Pooled, quantified plant–pollinator networks for all sites along the chronosequence

are shown in Figure 2. Over the entire season a total of 54 plant species were

flowering and 37 of them (67%) were visited by a total of 92 pollinator species (Fig.

2; Appendix 1). In total, 506 plant–pollinator interactions (pollinator visits) were

recorded. Whereas flower abundance was not significantly higher at late- than at

early-succesional sites (F1,5 = 3.98, P = 0.103; Fig. 3a), species richness of flowering

plants (F1,5 = 12.89, P = 0.016), Shannon diversity of flowering plants (F1,5 = 8.77, P

= 0.032), visitation rate (F1,5 = 8.47, P = 0.033), species richness of pollinators (F1,5 =

8.37, P = 0.034) and network size (total number of interacting plant and pollinator

species; F1,5 = 7.87, P = 0.038) all increased along the chronosequence (Fig. 3b–e).
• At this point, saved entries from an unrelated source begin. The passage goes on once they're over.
// This Source Code Form is subject to the terms of the Mozilla Public
// License, v. 2.0. If a copy of the MPL was not distributed with this
// file, You can obtain one at https://mozilla.org/MPL/2.0/.

//! Core identifier types shared between the viewer core and engine adapters

use serde::{Deserialize, Serialize};
use std::collections::{BTreeMap, BTreeSet};
use std::fmt;

/// Type-safe per-model element identifier
///
/// A `LocalId` is unique within one loaded model, distinct from any global
/// IFC identifier.
#[derive(Clone, Copy, PartialEq, Eq, PartialOrd, Ord, Hash, Debug, Serialize, Deserialize, Default)]
pub struct LocalId(pub u32);

impl fmt::Display for LocalId {
    fn fmt(&self, f: &mut fmt::Formatter<'_>) -> fmt::Result {
        write!(f, "#{}", self.0)
    }
}

impl From<u32> for LocalId {
    fn from(id: u32) -> Self {
        LocalId(id)
    }
}

impl From<LocalId> for u32 {
    fn from(id: LocalId) -> Self {
        id.0
    }
}

/// Opaque identifier of one loaded model within an engine
#[derive(Clone, PartialEq, Eq, PartialOrd, Ord, Hash, Debug, Serialize, Deserialize, Default)]
pub struct ModelId(pub String);

impl ModelId {
    pub fn new(id: impl Into<String>) -> Self {
        ModelId(id.into())
    }

    pub fn as_str(&self) -> &str {
        &self.0
    }
}

impl fmt::Display for ModelId {
    fn fmt(&self, f: &mut fmt::Formatter<'_>) -> fmt::Result {
        write!(f, "{}", self.0)
    }
}

impl From<&str> for ModelId {
    fn from(id: &str) -> Self {
        ModelId(id.to_string())
    }
}

/// A fully qualified reference to one element of one model
#[derive(Clone, PartialEq, Eq, Hash, Debug, Serialize, Deserialize)]
pub struct ElementRef {
    pub model_id: ModelId,
    pub local_id: LocalId,
}

impl ElementRef {
    pub fn new(model_id: impl Into<ModelId>, local_id: impl Into<LocalId>) -> Self {
        Self {
            model_id: model_id.into(),
            local_id: local_id.into(),
        }
    }
}

/// Selection map: model id to the set of selected element ids
///
/// Ordered containers keep singleton extraction deterministic.
#[derive(Clone, PartialEq, Eq, Debug, Default, Serialize, Deserialize)]
pub struct ModelIdMap(pub BTreeMap<ModelId, BTreeSet<LocalId>>);

impl ModelIdMap {
    pub fn new() -> Self {
        Self::default()
    }

    /// Build a map holding exactly one element
    pub fn singleton(model_id: ModelId, local_id: LocalId) -> Self {
        let mut ids = BTreeSet::new();
        ids.insert(local_id);
        let mut map = BTreeMap::new();
        map.insert(model_id, ids);
        ModelIdMap(map)
    }

    /// The single element this map implies, if any
    ///
    /// The viewer always operates on singleton selections; for maps carrying
    /// more than one element this returns the first in model-id/local-id order.
    pub fn as_singleton(&self) -> Option<ElementRef> {
        let (model_id, ids) = self.0.iter().next()?;
        let local_id = ids.iter().next()?;
        Some(ElementRef {
            model_id: model_id.clone(),
            local_id: *local_id,
        })
    }

    pub fn is_empty(&self) -> bool {
        self.0.values().all(|ids| ids.is_empty())
    }

    /// Total number of elements across all models
    pub fn len(&self) -> usize {
        self.0.values().map(|ids| ids.len()).sum()
    }

    pub fn insert(&mut self, model_id: ModelId, local_id: LocalId) {
        self.0.entry(model_id).or_default().insert(local_id);
    }
}

/// Handle to the host UI container an engine world renders into
#[derive(Clone, PartialEq, Eq, Debug, Serialize, Deserialize)]
pub struct ContainerHandle(pub String);

impl ContainerHandle {
    pub fn new(id: impl Into<String>) -> Self {
        ContainerHandle(id.into())
    }

    /// An empty handle is the "falsy container" failure of viewer bootstrap
    pub fn is_empty(&self) -> bool {
        self.0.trim().is_empty()
    }
}

/// Revocable local URL of the materialized background-worker script
#[derive(Clone, PartialEq, Eq, Debug, Serialize, Deserialize)]
pub struct WorkerUrl(pub String);

impl WorkerUrl {
    pub fn new(url: impl Into<String>) -> Self {
        WorkerUrl(url.into())
    }
}

impl fmt::Display for WorkerUrl {
    fn fmt(&self, f: &mut fmt::Formatter<'_>) -> fmt::Result {
        write!(f, "{}", self.0)
    }
}

/// Identifier of one 2D overlay element owned by an [`crate::OverlayScene`]
#[derive(Clone, Copy, PartialEq, Eq, Hash, Debug, Serialize, Deserialize)]
pub struct OverlayId(pub u64);

/// Fixed IFC type-name pattern used for category queries
///
/// Categories are matched by substring against upper-cased IFC type names,
/// mirroring the fixed patterns the import engine accepts.
#[derive(Clone, PartialEq, Eq, Debug, Serialize, Deserialize)]
pub struct CategoryPattern(pub String);

impl CategoryPattern {
    pub fn new(pattern: impl Into<String>) -> Self {
        CategoryPattern(pattern.into())
    }

    pub fn matches(&self, category: &str) -> bool {
        category.to_ascii_uppercase().contains(&self.0)
    }
}

/// Building storeys category pattern
pub const BUILDING_STOREY_PATTERN: &str = "IFCBUILDINGSTOREY";

/// Furnishing elements (workplace/desk) category pattern
pub const FURNISHING_ELEMENT_PATTERN: &str = "IFCFURNISHINGELEMENT";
Species richness and Shannon diversity of pollinators peaked at intermediate

successional age (84 years since deglaciation; Fig. 3e,f).

To test if the observed pattern in pollinator species richness and visitation rate

along the chronosquence was related to plant species richness and flower abundance,

we introduced these covariates stepwise into the linear models. Because plant species

richness and flower abundance were highly correlated (F1,6 = 58.84, P < 0.001), we

only report results of the stronger explanatory variable, which was plant species

richness. Plant species richness was highly significant in explaining variation in

pollinator richness (F1,76 = 52.78, P < 0.001) and pollinator visitation rate (F1,76 =

48.83, P < 0.001). Moreover, site age was not significant anymore in explaining

variation in pollinator richness or visitation rate when plant species richness was


included in the model (results not shown). This suggests that increasing site age

influenced pollinators indirectly via its effects on plant species richness, although

pollinator species richness and pollinator diversity showed a saturating or peaked

pattern, respectively, while pollinator visitation rate continued to increase in the late-

succesional stages.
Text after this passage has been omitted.